Available records
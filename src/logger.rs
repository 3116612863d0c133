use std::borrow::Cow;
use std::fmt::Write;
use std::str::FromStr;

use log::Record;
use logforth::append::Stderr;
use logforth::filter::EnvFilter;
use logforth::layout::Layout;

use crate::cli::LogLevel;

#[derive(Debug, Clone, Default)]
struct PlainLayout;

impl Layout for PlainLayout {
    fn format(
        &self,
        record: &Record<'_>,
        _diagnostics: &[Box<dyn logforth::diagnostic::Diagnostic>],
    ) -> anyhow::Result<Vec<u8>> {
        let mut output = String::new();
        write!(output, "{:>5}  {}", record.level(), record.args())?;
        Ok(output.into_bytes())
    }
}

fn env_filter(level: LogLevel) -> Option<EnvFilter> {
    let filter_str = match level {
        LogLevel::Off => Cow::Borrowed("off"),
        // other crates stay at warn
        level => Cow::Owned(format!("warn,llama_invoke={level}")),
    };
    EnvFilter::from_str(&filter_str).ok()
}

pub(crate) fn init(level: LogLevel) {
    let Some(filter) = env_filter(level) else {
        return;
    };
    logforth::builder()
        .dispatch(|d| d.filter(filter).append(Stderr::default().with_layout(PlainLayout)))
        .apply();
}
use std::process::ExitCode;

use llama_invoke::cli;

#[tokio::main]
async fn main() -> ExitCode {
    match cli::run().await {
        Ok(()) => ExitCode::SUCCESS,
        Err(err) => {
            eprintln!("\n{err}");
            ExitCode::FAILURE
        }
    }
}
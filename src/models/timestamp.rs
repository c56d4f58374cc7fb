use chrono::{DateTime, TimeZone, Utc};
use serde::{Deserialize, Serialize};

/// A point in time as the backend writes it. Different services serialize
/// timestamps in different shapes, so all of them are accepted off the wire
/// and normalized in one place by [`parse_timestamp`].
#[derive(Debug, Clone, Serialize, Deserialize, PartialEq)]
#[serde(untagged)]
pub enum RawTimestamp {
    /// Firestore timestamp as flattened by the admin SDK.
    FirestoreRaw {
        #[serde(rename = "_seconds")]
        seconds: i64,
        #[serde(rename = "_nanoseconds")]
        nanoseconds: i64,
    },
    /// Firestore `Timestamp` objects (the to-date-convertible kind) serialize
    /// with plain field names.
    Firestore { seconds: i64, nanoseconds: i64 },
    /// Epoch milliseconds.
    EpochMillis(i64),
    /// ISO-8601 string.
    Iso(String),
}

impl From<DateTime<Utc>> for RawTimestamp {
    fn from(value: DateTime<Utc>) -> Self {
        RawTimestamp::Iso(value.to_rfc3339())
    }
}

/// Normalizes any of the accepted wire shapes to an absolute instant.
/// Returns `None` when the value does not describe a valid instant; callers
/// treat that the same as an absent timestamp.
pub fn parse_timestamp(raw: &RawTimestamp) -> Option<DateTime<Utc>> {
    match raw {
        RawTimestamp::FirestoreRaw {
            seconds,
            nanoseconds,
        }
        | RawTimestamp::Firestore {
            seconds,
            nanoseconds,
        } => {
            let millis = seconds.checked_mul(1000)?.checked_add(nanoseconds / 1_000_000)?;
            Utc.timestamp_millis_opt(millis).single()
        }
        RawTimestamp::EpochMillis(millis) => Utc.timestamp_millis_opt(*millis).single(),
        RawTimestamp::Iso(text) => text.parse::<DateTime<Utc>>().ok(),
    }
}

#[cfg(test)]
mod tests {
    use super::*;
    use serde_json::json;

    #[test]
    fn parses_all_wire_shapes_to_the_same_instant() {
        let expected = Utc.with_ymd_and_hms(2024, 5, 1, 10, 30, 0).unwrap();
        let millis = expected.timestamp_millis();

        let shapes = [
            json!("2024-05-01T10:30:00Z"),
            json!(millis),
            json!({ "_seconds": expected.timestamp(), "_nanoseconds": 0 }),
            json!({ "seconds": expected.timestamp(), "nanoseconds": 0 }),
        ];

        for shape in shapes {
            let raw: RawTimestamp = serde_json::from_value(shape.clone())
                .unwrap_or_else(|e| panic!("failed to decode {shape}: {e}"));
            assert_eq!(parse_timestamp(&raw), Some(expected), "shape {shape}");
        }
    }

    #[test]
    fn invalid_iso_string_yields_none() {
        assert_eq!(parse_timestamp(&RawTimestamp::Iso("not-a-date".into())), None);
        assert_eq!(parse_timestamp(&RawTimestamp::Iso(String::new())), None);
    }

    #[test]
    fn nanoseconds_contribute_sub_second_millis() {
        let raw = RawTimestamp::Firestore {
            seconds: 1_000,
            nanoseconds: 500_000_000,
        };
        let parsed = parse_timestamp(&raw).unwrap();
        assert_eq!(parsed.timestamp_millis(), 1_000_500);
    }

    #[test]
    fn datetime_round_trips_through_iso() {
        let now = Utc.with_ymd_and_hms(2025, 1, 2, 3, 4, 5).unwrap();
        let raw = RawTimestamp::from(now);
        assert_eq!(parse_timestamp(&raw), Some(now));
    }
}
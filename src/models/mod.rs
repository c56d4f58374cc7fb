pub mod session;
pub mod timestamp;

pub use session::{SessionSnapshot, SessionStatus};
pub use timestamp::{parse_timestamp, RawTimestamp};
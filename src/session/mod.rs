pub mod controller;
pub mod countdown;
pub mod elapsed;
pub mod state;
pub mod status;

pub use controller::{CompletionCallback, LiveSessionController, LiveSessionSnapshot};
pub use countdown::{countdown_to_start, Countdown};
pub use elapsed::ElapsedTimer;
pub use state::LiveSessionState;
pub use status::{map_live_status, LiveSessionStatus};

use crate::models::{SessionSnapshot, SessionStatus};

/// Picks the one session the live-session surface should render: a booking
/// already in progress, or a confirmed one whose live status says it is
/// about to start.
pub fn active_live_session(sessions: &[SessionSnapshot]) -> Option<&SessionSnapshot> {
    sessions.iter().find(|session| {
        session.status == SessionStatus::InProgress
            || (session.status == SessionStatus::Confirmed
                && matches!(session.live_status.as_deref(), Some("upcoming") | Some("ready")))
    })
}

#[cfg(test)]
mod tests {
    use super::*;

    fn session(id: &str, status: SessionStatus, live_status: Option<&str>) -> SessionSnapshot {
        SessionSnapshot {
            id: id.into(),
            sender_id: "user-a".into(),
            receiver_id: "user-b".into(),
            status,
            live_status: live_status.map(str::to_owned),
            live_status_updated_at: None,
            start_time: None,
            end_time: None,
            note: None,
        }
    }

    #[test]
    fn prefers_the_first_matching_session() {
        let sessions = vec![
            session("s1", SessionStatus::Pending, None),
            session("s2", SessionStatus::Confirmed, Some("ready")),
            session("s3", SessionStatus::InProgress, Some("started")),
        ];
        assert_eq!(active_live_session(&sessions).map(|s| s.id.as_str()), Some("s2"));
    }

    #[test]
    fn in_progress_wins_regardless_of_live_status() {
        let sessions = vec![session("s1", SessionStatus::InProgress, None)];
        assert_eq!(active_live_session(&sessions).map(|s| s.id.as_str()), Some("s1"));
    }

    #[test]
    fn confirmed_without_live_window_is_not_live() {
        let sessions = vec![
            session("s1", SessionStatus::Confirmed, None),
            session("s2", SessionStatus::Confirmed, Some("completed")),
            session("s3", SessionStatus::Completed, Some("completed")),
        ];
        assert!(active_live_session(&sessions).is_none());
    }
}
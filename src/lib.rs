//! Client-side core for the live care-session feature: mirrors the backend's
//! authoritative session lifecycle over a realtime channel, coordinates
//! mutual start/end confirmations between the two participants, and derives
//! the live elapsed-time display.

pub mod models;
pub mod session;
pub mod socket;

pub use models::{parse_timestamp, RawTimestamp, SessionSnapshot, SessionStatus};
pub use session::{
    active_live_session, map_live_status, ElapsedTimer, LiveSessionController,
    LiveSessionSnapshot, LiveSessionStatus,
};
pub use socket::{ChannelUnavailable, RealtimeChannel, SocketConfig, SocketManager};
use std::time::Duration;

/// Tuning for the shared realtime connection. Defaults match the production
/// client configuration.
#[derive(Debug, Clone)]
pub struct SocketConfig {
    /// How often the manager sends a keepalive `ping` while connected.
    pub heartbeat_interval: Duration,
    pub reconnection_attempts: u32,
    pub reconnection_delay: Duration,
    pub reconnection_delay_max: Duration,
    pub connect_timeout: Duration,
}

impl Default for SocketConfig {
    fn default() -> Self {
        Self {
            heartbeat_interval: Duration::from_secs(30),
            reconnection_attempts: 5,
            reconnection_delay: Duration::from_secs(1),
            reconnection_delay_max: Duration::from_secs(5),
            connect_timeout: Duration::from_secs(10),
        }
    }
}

--

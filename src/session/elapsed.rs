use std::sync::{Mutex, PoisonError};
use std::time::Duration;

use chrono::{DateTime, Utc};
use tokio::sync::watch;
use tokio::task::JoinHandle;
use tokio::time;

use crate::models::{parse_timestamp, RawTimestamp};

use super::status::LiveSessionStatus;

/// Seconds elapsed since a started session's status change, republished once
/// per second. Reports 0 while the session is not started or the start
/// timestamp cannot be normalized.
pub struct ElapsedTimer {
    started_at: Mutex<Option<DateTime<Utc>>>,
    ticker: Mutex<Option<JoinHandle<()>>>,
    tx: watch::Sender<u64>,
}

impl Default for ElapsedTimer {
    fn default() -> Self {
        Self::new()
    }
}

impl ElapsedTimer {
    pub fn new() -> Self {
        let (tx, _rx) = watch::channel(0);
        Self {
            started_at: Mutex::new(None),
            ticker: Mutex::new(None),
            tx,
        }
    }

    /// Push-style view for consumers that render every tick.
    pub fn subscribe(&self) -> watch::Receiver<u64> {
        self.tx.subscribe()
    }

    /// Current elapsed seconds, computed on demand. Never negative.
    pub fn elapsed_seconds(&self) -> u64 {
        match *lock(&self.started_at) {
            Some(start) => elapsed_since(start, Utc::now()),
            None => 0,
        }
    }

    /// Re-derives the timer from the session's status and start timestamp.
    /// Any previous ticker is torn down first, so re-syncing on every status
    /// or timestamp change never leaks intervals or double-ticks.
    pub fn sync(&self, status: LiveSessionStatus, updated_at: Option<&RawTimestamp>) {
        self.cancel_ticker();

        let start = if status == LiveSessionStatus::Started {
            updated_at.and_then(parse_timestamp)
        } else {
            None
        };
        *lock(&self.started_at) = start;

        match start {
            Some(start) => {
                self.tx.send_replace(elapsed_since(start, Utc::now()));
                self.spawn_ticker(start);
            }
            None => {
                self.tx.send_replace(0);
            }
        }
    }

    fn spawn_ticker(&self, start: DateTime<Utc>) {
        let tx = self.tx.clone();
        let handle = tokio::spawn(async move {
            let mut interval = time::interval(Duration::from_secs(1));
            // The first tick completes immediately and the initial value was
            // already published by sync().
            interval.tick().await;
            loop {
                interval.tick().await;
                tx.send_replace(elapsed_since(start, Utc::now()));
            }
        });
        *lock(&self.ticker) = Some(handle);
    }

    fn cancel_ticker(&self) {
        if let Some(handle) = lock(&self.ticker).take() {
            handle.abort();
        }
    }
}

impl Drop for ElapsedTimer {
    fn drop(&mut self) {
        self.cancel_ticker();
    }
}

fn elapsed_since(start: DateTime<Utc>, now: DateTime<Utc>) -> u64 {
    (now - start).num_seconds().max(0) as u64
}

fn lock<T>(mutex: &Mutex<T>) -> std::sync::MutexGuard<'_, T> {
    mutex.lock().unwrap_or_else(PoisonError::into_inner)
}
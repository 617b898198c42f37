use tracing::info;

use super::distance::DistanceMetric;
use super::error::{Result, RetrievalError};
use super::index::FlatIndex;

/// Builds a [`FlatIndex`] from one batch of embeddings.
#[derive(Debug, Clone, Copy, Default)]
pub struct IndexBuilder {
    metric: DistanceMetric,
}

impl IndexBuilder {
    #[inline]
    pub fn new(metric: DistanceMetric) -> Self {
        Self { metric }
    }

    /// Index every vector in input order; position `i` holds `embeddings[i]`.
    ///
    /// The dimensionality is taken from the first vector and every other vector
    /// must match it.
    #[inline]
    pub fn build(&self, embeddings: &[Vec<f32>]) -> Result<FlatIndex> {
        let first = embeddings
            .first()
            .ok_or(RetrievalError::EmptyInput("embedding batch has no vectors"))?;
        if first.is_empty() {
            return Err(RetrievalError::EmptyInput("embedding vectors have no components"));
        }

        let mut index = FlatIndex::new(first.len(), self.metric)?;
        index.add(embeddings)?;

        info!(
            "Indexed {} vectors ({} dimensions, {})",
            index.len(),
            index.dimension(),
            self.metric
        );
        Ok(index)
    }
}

---

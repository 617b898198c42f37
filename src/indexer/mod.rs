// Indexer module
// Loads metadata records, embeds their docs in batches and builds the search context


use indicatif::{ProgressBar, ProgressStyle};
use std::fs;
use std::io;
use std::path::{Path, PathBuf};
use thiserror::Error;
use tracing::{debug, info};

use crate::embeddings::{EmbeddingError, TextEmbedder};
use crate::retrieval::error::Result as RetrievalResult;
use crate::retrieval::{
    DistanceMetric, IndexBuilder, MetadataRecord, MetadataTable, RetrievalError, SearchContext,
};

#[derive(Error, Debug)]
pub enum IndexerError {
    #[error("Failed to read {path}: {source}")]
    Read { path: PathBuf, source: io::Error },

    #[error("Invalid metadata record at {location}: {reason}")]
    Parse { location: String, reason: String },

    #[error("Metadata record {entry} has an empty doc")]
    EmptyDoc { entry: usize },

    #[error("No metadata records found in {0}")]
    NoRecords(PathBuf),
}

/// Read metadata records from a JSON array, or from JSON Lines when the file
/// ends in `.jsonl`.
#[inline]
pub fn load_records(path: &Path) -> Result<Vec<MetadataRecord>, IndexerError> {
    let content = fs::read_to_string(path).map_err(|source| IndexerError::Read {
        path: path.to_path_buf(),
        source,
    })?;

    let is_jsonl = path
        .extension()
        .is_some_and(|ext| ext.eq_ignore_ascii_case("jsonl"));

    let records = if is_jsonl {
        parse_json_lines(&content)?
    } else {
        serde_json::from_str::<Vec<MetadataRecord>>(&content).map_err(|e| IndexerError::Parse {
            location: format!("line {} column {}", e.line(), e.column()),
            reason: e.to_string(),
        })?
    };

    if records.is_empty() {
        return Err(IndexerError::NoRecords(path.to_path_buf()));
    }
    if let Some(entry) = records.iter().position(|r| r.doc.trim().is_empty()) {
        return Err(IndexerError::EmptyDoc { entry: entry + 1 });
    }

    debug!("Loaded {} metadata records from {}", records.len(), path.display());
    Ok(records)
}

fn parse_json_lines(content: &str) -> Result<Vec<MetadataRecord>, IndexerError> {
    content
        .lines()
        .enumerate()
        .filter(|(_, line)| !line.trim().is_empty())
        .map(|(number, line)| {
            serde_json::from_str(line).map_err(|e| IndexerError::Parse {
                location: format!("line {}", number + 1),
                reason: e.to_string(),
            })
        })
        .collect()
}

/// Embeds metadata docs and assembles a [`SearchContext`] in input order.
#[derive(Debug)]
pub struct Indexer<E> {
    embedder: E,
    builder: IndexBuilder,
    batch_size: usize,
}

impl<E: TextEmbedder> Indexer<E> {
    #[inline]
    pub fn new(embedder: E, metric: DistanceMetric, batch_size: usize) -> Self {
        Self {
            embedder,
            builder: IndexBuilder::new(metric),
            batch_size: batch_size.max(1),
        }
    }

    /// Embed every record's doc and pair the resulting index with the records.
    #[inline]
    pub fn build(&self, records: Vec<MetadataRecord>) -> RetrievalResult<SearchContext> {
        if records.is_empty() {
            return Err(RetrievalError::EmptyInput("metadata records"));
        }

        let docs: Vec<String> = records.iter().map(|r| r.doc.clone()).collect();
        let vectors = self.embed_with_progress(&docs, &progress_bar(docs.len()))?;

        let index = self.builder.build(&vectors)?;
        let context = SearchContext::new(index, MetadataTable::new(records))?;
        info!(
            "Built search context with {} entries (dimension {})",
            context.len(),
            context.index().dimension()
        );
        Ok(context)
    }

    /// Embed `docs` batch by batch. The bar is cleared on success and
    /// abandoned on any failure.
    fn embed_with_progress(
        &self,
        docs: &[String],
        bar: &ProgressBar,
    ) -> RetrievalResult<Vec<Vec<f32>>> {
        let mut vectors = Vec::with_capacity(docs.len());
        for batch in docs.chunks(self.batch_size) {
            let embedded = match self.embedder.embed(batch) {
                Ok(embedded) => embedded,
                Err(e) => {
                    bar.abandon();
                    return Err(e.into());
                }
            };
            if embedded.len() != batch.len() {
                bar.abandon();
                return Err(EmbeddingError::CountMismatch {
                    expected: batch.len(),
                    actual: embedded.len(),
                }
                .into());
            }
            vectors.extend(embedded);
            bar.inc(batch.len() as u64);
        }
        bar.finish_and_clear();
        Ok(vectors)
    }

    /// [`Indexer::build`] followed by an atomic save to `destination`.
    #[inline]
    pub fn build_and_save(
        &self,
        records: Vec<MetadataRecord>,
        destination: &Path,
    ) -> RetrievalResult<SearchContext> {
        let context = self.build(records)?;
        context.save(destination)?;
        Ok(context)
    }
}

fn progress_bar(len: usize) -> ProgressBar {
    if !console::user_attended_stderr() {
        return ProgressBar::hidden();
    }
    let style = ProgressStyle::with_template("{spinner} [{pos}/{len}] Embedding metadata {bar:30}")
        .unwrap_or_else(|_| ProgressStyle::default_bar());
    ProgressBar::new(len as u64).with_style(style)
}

Task directions
Among the lines of the listing above, which ones contain the word "position"? Show them.

Written answer
    /// Index every vector in input order; position `i` holds `embeddings[i]`.
    if let Some(entry) = records.iter().position(|r| r.doc.trim().is_empty()) {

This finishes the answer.